■ YOUR GOAL:
Look through the entries below and show every line containing the word "value".

■ SOURCE RECORDS:
//! PCM payload extraction and hashing.

/// Returns the `data` chunk of a WAV buffer, or `None` if it is malformed.
pub fn extract_pcm_data(wav_data: &[u8]) -> Option<&[u8]> {
    if wav_data.len() < 44 || &wav_data[0..4] != b"RIFF" || &wav_data[8..12] != b"WAVE" {
        return None;
    }

    let mut pos = 12;
    while pos + 8 <= wav_data.len() {
        let chunk_id = &wav_data[pos..pos + 4];
        let chunk_size = u32::from_le_bytes([
            wav_data[pos + 4],
            wav_data[pos + 5],
            wav_data[pos + 6],
            wav_data[pos + 7],
        ]) as usize;

        if chunk_id == b"data" {
            let start = pos + 8;
            return wav_data.get(start..start.checked_add(chunk_size)?);
        }

        // Chunks are word aligned.
        pos += 8 + chunk_size + (chunk_size % 2);
    }

    None
}

/// BLAKE3 hex digest of the PCM payload of a WAV buffer.
pub fn compute_pcm_hash(wav_data: &[u8]) -> Option<String> {
    extract_pcm_data(wav_data).map(|pcm| blake3::hash(pcm).to_hex().to_string())
}
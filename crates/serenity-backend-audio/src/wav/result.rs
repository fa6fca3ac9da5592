//! Encoded clip ready for hand-off.

use std::fs;
use std::path::Path;

use crate::error::AudioResult;

use super::format::WavFormat;
use super::writer::{samples_to_pcm16, write_wav_to_vec};

/// An encoded mono WAV clip.
#[derive(Debug, Clone)]
pub struct WavResult {
    /// Complete WAV file bytes.
    pub wav_data: Vec<u8>,
    /// BLAKE3 hash of the PCM payload only.
    pub pcm_hash: String,
    /// Sample rate in Hz.
    pub sample_rate: u32,
    /// Number of samples.
    pub num_samples: usize,
}

impl WavResult {
    /// Encodes mono samples as 16-bit PCM.
    pub fn from_mono(samples: &[f64], sample_rate: u32) -> Self {
        let pcm = samples_to_pcm16(samples);
        let pcm_hash = blake3::hash(&pcm).to_hex().to_string();
        let wav_data = write_wav_to_vec(&WavFormat::mono(sample_rate), &pcm);

        Self {
            wav_data,
            pcm_hash,
            sample_rate,
            num_samples: samples.len(),
        }
    }

    /// Duration in seconds.
    pub fn duration_seconds(&self) -> f64 {
        self.num_samples as f64 / self.sample_rate as f64
    }

    /// Writes the WAV bytes to `path`.
    pub fn write_to_file(&self, path: &Path) -> AudioResult<()> {
        fs::write(path, &self.wav_data)?;
        Ok(())
    }
}
//! RIFF header writing and PCM conversion.

use std::io::{self, Write};

use super::format::WavFormat;

/// Size of the canonical PCM header.
pub(crate) const HEADER_LEN: usize = 44;

fn header(format: &WavFormat, data_size: u32) -> [u8; HEADER_LEN] {
    let mut h = [0u8; HEADER_LEN];
    h[0..4].copy_from_slice(b"RIFF");
    h[4..8].copy_from_slice(&(36 + data_size).to_le_bytes());
    h[8..12].copy_from_slice(b"WAVE");
    h[12..16].copy_from_slice(b"fmt ");
    h[16..20].copy_from_slice(&16u32.to_le_bytes());
    // PCM
    h[20..22].copy_from_slice(&1u16.to_le_bytes());
    h[22..24].copy_from_slice(&format.channels.to_le_bytes());
    h[24..28].copy_from_slice(&format.sample_rate.to_le_bytes());
    h[28..32].copy_from_slice(&format.byte_rate().to_le_bytes());
    h[32..34].copy_from_slice(&format.block_align().to_le_bytes());
    h[34..36].copy_from_slice(&format.bits_per_sample.to_le_bytes());
    h[36..40].copy_from_slice(b"data");
    h[40..44].copy_from_slice(&data_size.to_le_bytes());
    h
}

/// Writes a complete WAV stream.
pub fn write_wav<W: Write>(writer: &mut W, format: &WavFormat, pcm_data: &[u8]) -> io::Result<()> {
    writer.write_all(&header(format, pcm_data.len() as u32))?;
    writer.write_all(pcm_data)
}

/// Builds a complete WAV file in memory.
pub fn write_wav_to_vec(format: &WavFormat, pcm_data: &[u8]) -> Vec<u8> {
    let mut buffer = Vec::with_capacity(HEADER_LEN + pcm_data.len());
    buffer.extend_from_slice(&header(format, pcm_data.len() as u32));
    buffer.extend_from_slice(pcm_data);
    buffer
}

/// Converts samples to little-endian 16-bit PCM.
///
/// Samples outside `[-1.0, 1.0]` are clipped; non-finite samples become 0.
pub fn samples_to_pcm16(samples: &[f64]) -> Vec<u8> {
    let mut pcm = Vec::with_capacity(samples.len() * 2);
    for &sample in samples {
        let clipped = if sample.is_finite() {
            sample.clamp(-1.0, 1.0)
        } else {
            0.0
        };
        let value = (clipped * 32767.0).round() as i16;
        pcm.extend_from_slice(&value.to_le_bytes());
    }
    pcm
}
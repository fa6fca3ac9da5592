//! Serenity Request Library
//!
//! Types, configuration, and validation for therapeutic audio synthesis
//! requests. A request names a mood, a few style labels, an ordered list of
//! instruments, and an optional mood history; the audio backend turns it into
//! a mono waveform plus a [`GenerationMetadata`] record.
//!
//! # Example
//!
//! ```
//! use serenity_spec::{SynthesisConfig, SynthesisRequest, Mood};
//! use serenity_spec::validation::validate_request;
//!
//! let request = SynthesisRequest::builder("anxious")
//!     .duration_seconds(1)
//!     .instrument("strings")
//!     .history(9.0, 9.0)
//!     .seed(42)
//!     .build();
//!
//! assert_eq!(request.resolved_mood(), Mood::Anxious);
//! assert!(validate_request(&request, &SynthesisConfig::default()).is_ok());
//! ```
//!
//! # Modules
//!
//! - [`config`]: Process-level synthesis settings
//! - [`error`]: Error and warning types for validation
//! - [`metadata`]: Metadata emitted with each clip
//! - [`mood`]: Mood and instrument vocabulary
//! - [`request`]: Request type and builder
//! - [`validation`]: Request validation

pub mod config;
pub mod error;
pub mod metadata;
pub mod mood;
pub mod request;
pub mod validation;

pub use config::{
    SynthesisConfig, DEFAULT_MAX_DURATION_SECONDS, DEFAULT_SAMPLE_RATE, SUPPORTED_SAMPLE_RATES,
};
pub use error::{
    BackendError, ErrorCode, GenerationError, SpecError, ValidationError, ValidationResult,
    ValidationWarning, WarningCode,
};
pub use metadata::{AudioProperties, GenerationMetadata, TherapeuticElements, BIT_DEPTH, CHANNELS};
pub use mood::{Instrument, Mood};
pub use request::{
    MoodEntry, SynthesisRequest, SynthesisRequestBuilder, DEFAULT_DURATION_SECONDS, NEUTRAL_LEVEL,
};
pub use validation::validate_request;
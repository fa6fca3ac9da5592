//! JSON output types for machine-readable CLI output.
//!
//! Every `--json` command prints exactly one of these envelopes to stdout.

use serde::{Deserialize, Serialize};
use serenity_spec::{GenerationMetadata, ValidationError, ValidationWarning};

/// Stable error codes for CLI-level failures. Validation and backend codes
/// (`E001`, `AUDIO_001`, ...) pass through unchanged.
pub mod error_codes {
    /// Request file could not be loaded
    pub const REQUEST_LOAD: &str = "CLI_001";
    /// Config file could not be loaded
    pub const CONFIG_LOAD: &str = "CLI_002";
    /// Output could not be written
    pub const OUTPUT_WRITE: &str = "CLI_003";
    /// Synthesis exceeded its time budget
    pub const TIMEOUT: &str = "CLI_004";
    /// Worker task failed
    pub const TASK_FAILED: &str = "CLI_005";
}

/// A structured error in JSON output.
#[derive(Debug, Clone, Serialize, Deserialize, PartialEq, Eq)]
pub struct JsonError {
    /// Stable error code
    pub code: String,
    /// Human-readable message
    pub message: String,
    /// Field path, when the error is about one field
    #[serde(skip_serializing_if = "Option::is_none")]
    pub path: Option<String>,
}

impl JsonError {
    /// Creates an error without a path.
    pub fn new(code: impl Into<String>, message: impl Into<String>) -> Self {
        Self {
            code: code.into(),
            message: message.into(),
            path: None,
        }
    }
}

impl From<&ValidationError> for JsonError {
    fn from(err: &ValidationError) -> Self {
        Self {
            code: err.code.code().to_string(),
            message: err.message.clone(),
            path: err.path.clone(),
        }
    }
}

/// A structured warning in JSON output.
#[derive(Debug, Clone, Serialize, Deserialize, PartialEq, Eq)]
pub struct JsonWarning {
    /// Stable warning code
    pub code: String,
    /// Human-readable message
    pub message: String,
    /// Field path, when the warning is about one field
    #[serde(skip_serializing_if = "Option::is_none")]
    pub path: Option<String>,
}

impl From<&ValidationWarning> for JsonWarning {
    fn from(warning: &ValidationWarning) -> Self {
        Self {
            code: warning.code.code().to_string(),
            message: warning.message.clone(),
            path: warning.path.clone(),
        }
    }
}

/// Output of `validate --json`.
#[derive(Debug, Clone, Serialize, Deserialize)]
pub struct ValidateOutput {
    /// Whether the request is valid
    pub success: bool,
    /// Request file
    pub request: String,
    /// Errors found
    pub errors: Vec<JsonError>,
    /// Warnings found
    pub warnings: Vec<JsonWarning>,
}

/// Files and fingerprints of one generated clip.
#[derive(Debug, Clone, Serialize, Deserialize, PartialEq)]
pub struct ClipRecord {
    /// `SerenityAI-MusicGen-<genre>`
    pub model_used: String,
    /// Path of the WAV file
    pub wav_path: String,
    /// Path of the metadata sidecar
    pub metadata_path: String,
    /// BLAKE3 hash of the PCM payload
    pub pcm_hash: String,
    /// Seed the clip was generated from
    pub seed: u32,
    /// Strongest frequency in the audible band, in Hz
    pub dominant_frequency_hz: f64,
    /// Wall time of synthesis and encoding
    pub duration_ms: u64,
}

/// Output of `generate --json`.
#[derive(Debug, Clone, Serialize, Deserialize)]
pub struct GenerateOutput {
    /// Whether a clip was produced
    pub success: bool,
    /// Request file
    pub request: String,
    /// RFC 3339 local time of completion
    pub generated_at: String,
    /// The clip, on success
    #[serde(skip_serializing_if = "Option::is_none")]
    pub clip: Option<ClipRecord>,
    /// Clip metadata, on success
    #[serde(skip_serializing_if = "Option::is_none")]
    pub metadata: Option<GenerationMetadata>,
    /// Errors, on failure
    pub errors: Vec<JsonError>,
    /// Validation warnings
    pub warnings: Vec<JsonWarning>,
}

/// One request's outcome in a batch.
#[derive(Debug, Clone, Serialize, Deserialize)]
pub struct BatchItem {
    /// Request file
    pub request: String,
    /// Whether a clip was produced
    pub success: bool,
    /// The clip, on success
    #[serde(skip_serializing_if = "Option::is_none")]
    pub clip: Option<ClipRecord>,
    /// Error, on failure
    #[serde(skip_serializing_if = "Option::is_none")]
    pub error: Option<JsonError>,
}

/// Output of `batch --json`.
#[derive(Debug, Clone, Serialize, Deserialize)]
pub struct BatchOutput {
    /// RFC 3339 local time of completion
    pub generated_at: String,
    /// Requests attempted
    pub total: usize,
    /// Clips produced
    pub succeeded: usize,
    /// Requests that failed
    pub failed: usize,
    /// Per-request outcomes, in file name order
    pub items: Vec<BatchItem>,
}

■ ANSWER TO THIS TASK:
        let value = (clipped * 32767.0).round() as i16;
        pcm.extend_from_slice(&value.to_le_bytes());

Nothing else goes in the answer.